Les professionnel.le.s du 2000 Berri et leurs collègues ont commencé ces derniers jours à prendre connaissance du projet de « dépersonnalisation » de leurs bureaux que la direction prépare – a-t-on appris – depuis plus d’un an!
L’équipe de projet, qui a la tâche de mettre en œuvre cette vision de « dépersonnalisation », poursuit cette semaine la rencontre des équipes touchées. Les professionnel.le.s y expriment plusieurs questionnements et préoccupations, à commencer par le manque de raisons qui justifient le projet.

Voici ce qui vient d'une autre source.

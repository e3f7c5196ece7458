use nalgebra::DVector;

use crate::discretization::grid::VoxelGrid;
use crate::models::electrode::CurrentSource;

/// Volumetric current density [A/m^3] of point sources on the grid.
///
/// Each source lands in its enclosing voxel; several sources may share one.
/// Sources outside the grid are dropped. Returns the density vector and the
/// number of sources that were placed.
pub fn assemble_sources(grid: &VoxelGrid, sources: &[CurrentSource]) -> (DVector<f64>, usize) {
    let mut rhs = DVector::zeros(grid.n_voxels());
    let voxel_volume = grid.voxel_volume_m3();
    let mut placed = 0;
    for source in sources {
        let Some(idx) = grid.locate_index(source.position) else {
            continue;
        };
        rhs[idx] += source.amplitude * 1e-3 / voxel_volume;
        placed += 1;
    }
    (rhs, placed)
}
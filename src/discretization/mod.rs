pub mod grid;
pub mod volume;
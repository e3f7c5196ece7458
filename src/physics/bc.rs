use nalgebra::DVector;
use serde::{Deserialize, Serialize};

use crate::discretization::grid::VoxelGrid;
use crate::numerics::csr::CsrMatrix;

/// Default reference voxel held at 0 V in [`BoundaryMode::Natural`].
pub const REFERENCE_VOXEL: usize = 0;

/// Treatment of the outer faces of the volume.
#[derive(Debug, Clone, Copy, Default, PartialEq, Eq, Serialize, Deserialize)]
#[serde(rename_all = "snake_case")]
pub enum BoundaryMode {
    /// Zero flux through the outer faces, as assembled.
    ///
    /// The pure Neumann operator is singular up to a constant, so one
    /// source-free reference voxel is pinned to 0 V (see [`reference_voxel`]).
    /// It also absorbs any net injected current.
    #[default]
    Natural,
    /// Every voxel on the six outer faces is held at 0 V.
    ZeroPotential,
}

/// Voxel pinned to 0 V in natural mode for the source density `rhs`.
///
/// [`REFERENCE_VOXEL`] unless a source lands there. Otherwise the grid corner
/// farthest from every source that carries none itself, then the first
/// source-free voxel. When every voxel carries a source the default is kept.
pub fn reference_voxel(grid: &VoxelGrid, rhs: &DVector<f64>) -> usize {
    if rhs[REFERENCE_VOXEL] == 0.0 {
        return REFERENCE_VOXEL;
    }
    let sources: Vec<(usize, usize, usize)> = (0..grid.n_voxels())
        .filter(|&idx| rhs[idx] != 0.0)
        .map(|idx| grid.ijk(idx))
        .collect();
    let clearance = |(i, j, k): (usize, usize, usize)| {
        sources
            .iter()
            .map(|&(a, b, c)| i.abs_diff(a).pow(2) + j.abs_diff(b).pow(2) + k.abs_diff(c).pow(2))
            .min()
            .unwrap_or(usize::MAX)
    };

    let [nx, ny, nz] = grid.dims;
    let mut corners = Vec::with_capacity(8);
    for i in [0, nx - 1] {
        for j in [0, ny - 1] {
            for k in [0, nz - 1] {
                corners.push((i, j, k));
            }
        }
    }
    corners
        .into_iter()
        .filter(|&(i, j, k)| rhs[grid.idx(i, j, k)] == 0.0)
        .max_by_key(|&corner| clearance(corner))
        .map(|(i, j, k)| grid.idx(i, j, k))
        .or_else(|| (0..grid.n_voxels()).find(|&idx| rhs[idx] == 0.0))
        .unwrap_or(REFERENCE_VOXEL)
}

/// Flat indices of the voxels held at 0 V for the source density `rhs`.
pub fn pinned_voxels(grid: &VoxelGrid, mode: BoundaryMode, rhs: &DVector<f64>) -> Vec<usize> {
    match mode {
        BoundaryMode::Natural => vec![reference_voxel(grid, rhs)],
        BoundaryMode::ZeroPotential => (0..grid.n_voxels())
            .filter(|&idx| {
                let (i, j, k) = grid.ijk(idx);
                grid.is_boundary(i, j, k)
            })
            .collect(),
    }
}

/// Hold `pinned` voxels at 0 V: identity row, zeroed column, zero right-hand side.
///
/// With the pinned values at zero the column terms carry nothing to the
/// right-hand side, and the free block keeps the operator's symmetry.
pub fn apply_pins(matrix: &mut CsrMatrix, rhs: &mut DVector<f64>, pinned: &[usize]) {
    for &idx in pinned {
        matrix.pin_symmetric(idx);
        rhs[idx] = 0.0;
    }
}

#[cfg(test)]
mod tests {
    use super::*;

    #[test]
    fn zero_potential_pins_every_face_voxel() {
        let grid = VoxelGrid::cube(5, 10.0).unwrap();
        let rhs = DVector::zeros(grid.n_voxels());
        let pinned = pinned_voxels(&grid, BoundaryMode::ZeroPotential, &rhs);
        // 5^3 - 3^3 shell voxels
        assert_eq!(pinned.len(), 125 - 27);
        assert!(!pinned.contains(&grid.idx(2, 2, 2)));
        assert!(pinned.contains(&grid.idx(4, 2, 2)));
        assert_eq!(pinned_voxels(&grid, BoundaryMode::Natural, &rhs), vec![0]);
    }

    #[test]
    fn reference_moves_off_a_source() {
        let grid = VoxelGrid::cube(6, 6.0).unwrap();
        let mut rhs = DVector::zeros(grid.n_voxels());
        rhs[grid.idx(3, 3, 3)] = 1.0;
        assert_eq!(reference_voxel(&grid, &rhs), REFERENCE_VOXEL);

        let mut rhs = DVector::zeros(grid.n_voxels());
        rhs[0] = 1.0;
        assert_eq!(reference_voxel(&grid, &rhs), grid.idx(5, 5, 5));

        rhs[grid.idx(5, 5, 5)] = 1.0;
        rhs[grid.idx(3, 3, 3)] = 1.0;
        let r = reference_voxel(&grid, &rhs);
        assert_eq!(rhs[r], 0.0);
        let (i, j, k) = grid.ijk(r);
        assert!([i, j, k].iter().all(|&c| c == 0 || c == 5));
    }

    #[test]
    fn saturated_grid_keeps_default_reference() {
        let grid = VoxelGrid::new([2, 1, 1], [2.0, 1.0, 1.0]).unwrap();
        let rhs = DVector::from_element(2, 1.0);
        assert_eq!(reference_voxel(&grid, &rhs), REFERENCE_VOXEL);
        let mut rhs = rhs;
        rhs[1] = 0.0;
        assert_eq!(reference_voxel(&grid, &rhs), 1);
    }

    #[test]
    fn pins_decouple_voxels() {
        use crate::discretization::volume::ConductivityVolume;
        use crate::physics::operator::assemble_conductance;

        let grid = VoxelGrid::cube(4, 8.0).unwrap();
        let mut a = assemble_conductance(&ConductivityVolume::uniform(grid, 0.3));
        let mut rhs = DVector::from_element(grid.n_voxels(), 1.0);
        let pinned = pinned_voxels(&grid, BoundaryMode::ZeroPotential, &rhs);
        apply_pins(&mut a, &mut rhs, &pinned);

        for &p in &pinned {
            assert_eq!(rhs[p], 0.0);
            assert_eq!(a.get(p, p), 1.0);
            let (cols, vals) = a.row(p);
            for (&c, &v) in cols.iter().zip(vals) {
                if c != p {
                    assert_eq!(v, 0.0);
                    assert_eq!(a.get(c, p), 0.0);
                }
            }
        }
        let inner = grid.idx(1, 1, 1);
        assert_eq!(rhs[inner], 1.0);
        assert!(a.get(inner, grid.idx(1, 1, 2)) > 0.0);
    }

    #[test]
    fn thin_grids_are_all_boundary() {
        let grid = VoxelGrid::new([4, 2, 4], [1.0; 3]).unwrap();
        let rhs = DVector::zeros(grid.n_voxels());
        assert_eq!(pinned_voxels(&grid, BoundaryMode::ZeroPotential, &rhs).len(), 32);
    }
}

Il s’agit d’un élément important puisqu’on entend parler que d’autres projets de réaménagement, de partage de bureaux ou de transition vers un mode non-assigné seraient dans les intentions de certaines directions. Nulle part, il ne semble manquer d’espaces de bureau. Donc pourquoi cette fixation de la part de la direction? On a ici toutes les apparences d’une solution en quête d’un problème.
Au 2000 Berri, les commentaires exprimés concernent le manque d’espaces de rangement sécurisés pour les effets personnels et pour les EPI, le fait que leurs bureaux sont déjà partagés ou occupés au moins quatre jours sur cinq, les questions d’ergonomie et d’utilisation des outils de travail ainsi que la démobilisation causée par le retrait, sans justification claire, d’un espace leur étant réservé.
Parallèlement, nos représentants SST demandent des comptes à leurs vis-à-vis de la STM concernant les enjeux de santé et sécurité au travail que soulève ce projet, en matière d’ergonomie des stations de travail et de bien-être psychologique.
Le syndicat espère que la présente tournée des équipes permettra minimalement de proposer un projet final qui tienne compte des besoins des principaux intéressés et que les ajustements nécessaires seront apportés.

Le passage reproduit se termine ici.